Chapitre 12 Le drame d’Exton Manor


Quelques jours avant les fêtes de fin d’année, Aldo et Adalbert se rendirent dans le Kent pour répondre à l’invitation de Desmond Killrenan. Celui-ci, afin d’échapper aux remous suscités par le court procès de lady Ferrals, avait choisi de passer quelques jours au calme sur son domaine d’Exton Manor. Sachant que Morosini comptait rentrer à Venise pour fêter Noël avec sa maisonnée, il avait insisté pour que les deux hommes soient ses hôtes durant quarante-huit heures.

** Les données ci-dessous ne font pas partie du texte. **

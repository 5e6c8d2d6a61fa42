//! The viewing window: the visible region of world space and its rotation.

use nalgebra::{Matrix3, Matrix4, Point2, Point3, RowVector4};

use crate::config::DEFAULT_WINDOW_EXTENT;
use crate::error::WindowError;
use crate::projection::ProjectionMode;
use crate::transform::{RotationState, Transform};

/// World-space bounds plus rotation angles.
///
/// Always satisfies `xmax > xmin`, `ymax > ymin` and `zmax > zmin`.
#[derive(Debug, Clone, PartialEq)]
pub struct Window {
    xmin: f64,
    ymin: f64,
    zmin: f64,
    xmax: f64,
    ymax: f64,
    zmax: f64,
    rotation: RotationState,
}

impl Default for Window {
    fn default() -> Self {
        let e = DEFAULT_WINDOW_EXTENT;
        Self::new_2d(-e, -e, e, e)
    }
}

impl Window {
    /// A window with the given x/y bounds and the default depth.
    ///
    /// Bounds given in the wrong order are swapped. Zero-width bounds are
    /// widened to one unit.
    pub fn new_2d(xmin: f64, ymin: f64, xmax: f64, ymax: f64) -> Self {
        let e = DEFAULT_WINDOW_EXTENT;
        Self::new_3d(xmin, ymin, -e, xmax, ymax, e)
    }

    pub fn new_3d(xmin: f64, ymin: f64, zmin: f64, xmax: f64, ymax: f64, zmax: f64) -> Self {
        let (xmin, xmax) = ordered(xmin, xmax);
        let (ymin, ymax) = ordered(ymin, ymax);
        let (zmin, zmax) = ordered(zmin, zmax);
        Self {
            xmin,
            ymin,
            zmin,
            xmax,
            ymax,
            zmax,
            rotation: RotationState::zero(),
        }
    }

    pub fn xmin(&self) -> f64 {
        self.xmin
    }

    pub fn ymin(&self) -> f64 {
        self.ymin
    }

    pub fn zmin(&self) -> f64 {
        self.zmin
    }

    pub fn xmax(&self) -> f64 {
        self.xmax
    }

    pub fn ymax(&self) -> f64 {
        self.ymax
    }

    pub fn zmax(&self) -> f64 {
        self.zmax
    }

    /// `(xmin, ymin, xmax, ymax)`
    pub fn bounds_2d(&self) -> (f64, f64, f64, f64) {
        (self.xmin, self.ymin, self.xmax, self.ymax)
    }

    pub fn width(&self) -> f64 {
        self.xmax - self.xmin
    }

    pub fn height(&self) -> f64 {
        self.ymax - self.ymin
    }

    pub fn depth(&self) -> f64 {
        self.zmax - self.zmin
    }

    pub fn center(&self) -> Point3<f64> {
        Point3::new(
            (self.xmin + self.xmax) / 2.0,
            (self.ymin + self.ymax) / 2.0,
            (self.zmin + self.zmax) / 2.0,
        )
    }

    pub fn rotation(&self) -> RotationState {
        self.rotation
    }

    /// Local-to-world orientation `Rz(az) · Rx(ax) · Ry(ay)`.
    ///
    /// Its inverse is exactly what the projection (x, y) and the window
    /// transform (z) undo, so a pan along local x always moves along the
    /// on-screen x axis.
    pub fn orientation(&self) -> Matrix4<f64> {
        Transform::rotation_z(self.rotation.z)
            * Transform::rotation_x(self.rotation.x)
            * Transform::rotation_y(self.rotation.y)
    }

    /// Shift the window by a delta expressed in window-local units.
    pub fn pan(&mut self, dx: f64, dy: f64, dz: f64) -> Result<(), WindowError> {
        if !(dx.is_finite() && dy.is_finite() && dz.is_finite()) {
            return Err(WindowError::NonFinitePan);
        }
        let world = RowVector4::new(dx, dy, dz, 0.0) * self.orientation();
        self.xmin += world[0];
        self.xmax += world[0];
        self.ymin += world[1];
        self.ymax += world[1];
        self.zmin += world[2];
        self.zmax += world[2];
        log::trace!("window panned by ({}, {}, {})", world[0], world[1], world[2]);
        Ok(())
    }

    /// Centered rescale; `factor < 1` zooms in, `factor > 1` zooms out.
    pub fn zoom(&mut self, factor: f64) -> Result<(), WindowError> {
        if !factor.is_finite() || factor <= 0.0 {
            return Err(WindowError::InvalidZoom(factor));
        }
        let c = self.center();
        let half_w = self.width() * factor / 2.0;
        let half_h = self.height() * factor / 2.0;
        let half_d = self.depth() * factor / 2.0;
        let bounds = [
            c.x - half_w,
            c.x + half_w,
            c.y - half_h,
            c.y + half_h,
            c.z - half_d,
            c.z + half_d,
        ];
        let usable = |h: f64| h > 0.0 && h.is_finite();
        if !(usable(half_w) && usable(half_h) && usable(half_d)) || !bounds.iter().all(|b| b.is_finite()) {
            return Err(WindowError::InvalidZoom(factor));
        }
        [self.xmin, self.xmax, self.ymin, self.ymax, self.zmin, self.zmax] = bounds;
        Ok(())
    }

    pub fn rotate(&mut self, ax: f64, ay: f64, az: f64) -> Result<(), WindowError> {
        if !(ax.is_finite() && ay.is_finite() && az.is_finite()) {
            return Err(WindowError::NonFiniteAngle);
        }
        self.rotation.rotate(ax, ay, az);
        Ok(())
    }

    pub fn rotate_x(&mut self, angle: f64) -> Result<(), WindowError> {
        self.rotate(angle, 0.0, 0.0)
    }

    pub fn rotate_y(&mut self, angle: f64) -> Result<(), WindowError> {
        self.rotate(0.0, angle, 0.0)
    }

    pub fn rotate_z(&mut self, angle: f64) -> Result<(), WindowError> {
        self.rotate(0.0, 0.0, angle)
    }

    /// Map `[min, max]` to `[-1, 1]` on every axis.
    pub fn world_to_normalized(&self, p: Point3<f64>) -> Point3<f64> {
        Point3::new(
            to_unit_range(p.x, self.xmin, self.xmax),
            to_unit_range(p.y, self.ymin, self.ymax),
            to_unit_range(p.z, self.zmin, self.zmax),
        )
    }

    pub fn normalized_to_world(&self, n: Point3<f64>) -> Point3<f64> {
        Point3::new(
            from_unit_range(n.x, self.xmin, self.xmax),
            from_unit_range(n.y, self.ymin, self.ymax),
            from_unit_range(n.z, self.zmin, self.zmax),
        )
    }

    pub fn world_to_normalized_2d(&self, p: Point2<f64>) -> Point2<f64> {
        Point2::new(
            to_unit_range(p.x, self.xmin, self.xmax),
            to_unit_range(p.y, self.ymin, self.ymax),
        )
    }

    pub fn normalized_to_world_2d(&self, n: Point2<f64>) -> Point2<f64> {
        Point2::new(
            from_unit_range(n.x, self.xmin, self.xmax),
            from_unit_range(n.y, self.ymin, self.ymax),
        )
    }

    /// Rotation correction applied in normalized coordinates.
    pub fn transformation_matrix(&self) -> Matrix3<f64> {
        Transform::window_transform(self.rotation.z)
    }

    /// View-reference-point translation with the inverse x/y rotation.
    pub fn parallel_projection(&self) -> Matrix4<f64> {
        let c = self.center();
        Transform::translation_3d(-c.x, -c.y, -c.z)
            * self.inverse_tilt()
            * Transform::translation_3d(c.x, c.y, c.z)
    }

    /// Parallel projection plus a perspective divide with the eye `d` units
    /// in front of the window centre. Points on the centre plane keep their
    /// position; points at or behind the eye get `w <= 0`.
    pub fn perspective_projection(&self, d: f64) -> Matrix4<f64> {
        let c = self.center();
        Transform::translation_3d(-c.x, -c.y, -c.z)
            * self.inverse_tilt()
            * Transform::translation_3d(0.0, 0.0, d)
            * Transform::perspective(d)
            * Transform::translation_3d(0.0, 0.0, -d)
            * Transform::translation_3d(c.x, c.y, c.z)
    }

    pub fn projection(&self, mode: ProjectionMode, d: f64) -> Matrix4<f64> {
        match mode {
            ProjectionMode::Parallel => self.parallel_projection(),
            ProjectionMode::Perspective => self.perspective_projection(d),
        }
    }

    fn inverse_tilt(&self) -> Matrix4<f64> {
        Transform::rotation_y(-self.rotation.y) * Transform::rotation_x(-self.rotation.x)
    }
}

fn ordered(a: f64, b: f64) -> (f64, f64) {
    let (lo, hi) = if a <= b { (a, b) } else { (b, a) };
    if hi > lo {
        (lo, hi)
    } else {
        (lo - 0.5, lo + 0.5)
    }
}

fn to_unit_range(v: f64, min: f64, max: f64) -> f64 {
    2.0 * (v - min) / (max - min) - 1.0
}

fn from_unit_range(n: f64, min: f64, max: f64) -> f64 {
    min + (n + 1.0) * (max - min) / 2.0
}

– Nous serons entre nous, expliqua-t-il. La dernière semaine avant Christmas, ma femme campe dans Regent Street, Bond Street, etc., pour ses nombreux achats. Et j’aimerais, avant votre départ, vous faire admirer ma précieuse collection ainsi que je vous l’ai promis.

Les deux amis s’étaient hâtés d’accepter. Pour Aldo, la perspective de contempler des œuvres rares loin de l’œil rancunier de la jolie Mary se montrait d’autant plus séduisante qu’il ne désespérait pas de trouver un moyen discret de mettre le collectionneur en garde contre les agissements de sa dangereuse épouse. Une idée lui était venue qu’il comptait exploiter. En outre, il espérait trouver là un dérivatif à son amère déception.

Dans sa candeur naïve, il s’était imaginé que dès le lendemain de sa libération, Anielka l’appellerait, ne fût-ce que pour le remercier de ses efforts et se réjouir avec lui d’un avenir désormais ouvert et permettant tous les rêves, tous les espoirs. Mais rien ne vint si ce n’est une information délivrée par Bertram Cootes qui assiégeait avec ses confrères l’hôtel de Grosvenor Square : lady Ferrals et son père quittaient Londres pour le château du Devon où Anielka avait passé sa lune de miel. Elle abandonnait la demeure londonienne, d’ailleurs en simple location, à Sutton, à l’ombre de son époux mais aussi aux hommes de loi chargés par son père de veiller à ce qu’elle entre en possession de son héritage... Quant à la suite de ses projets, on en ignorait tout.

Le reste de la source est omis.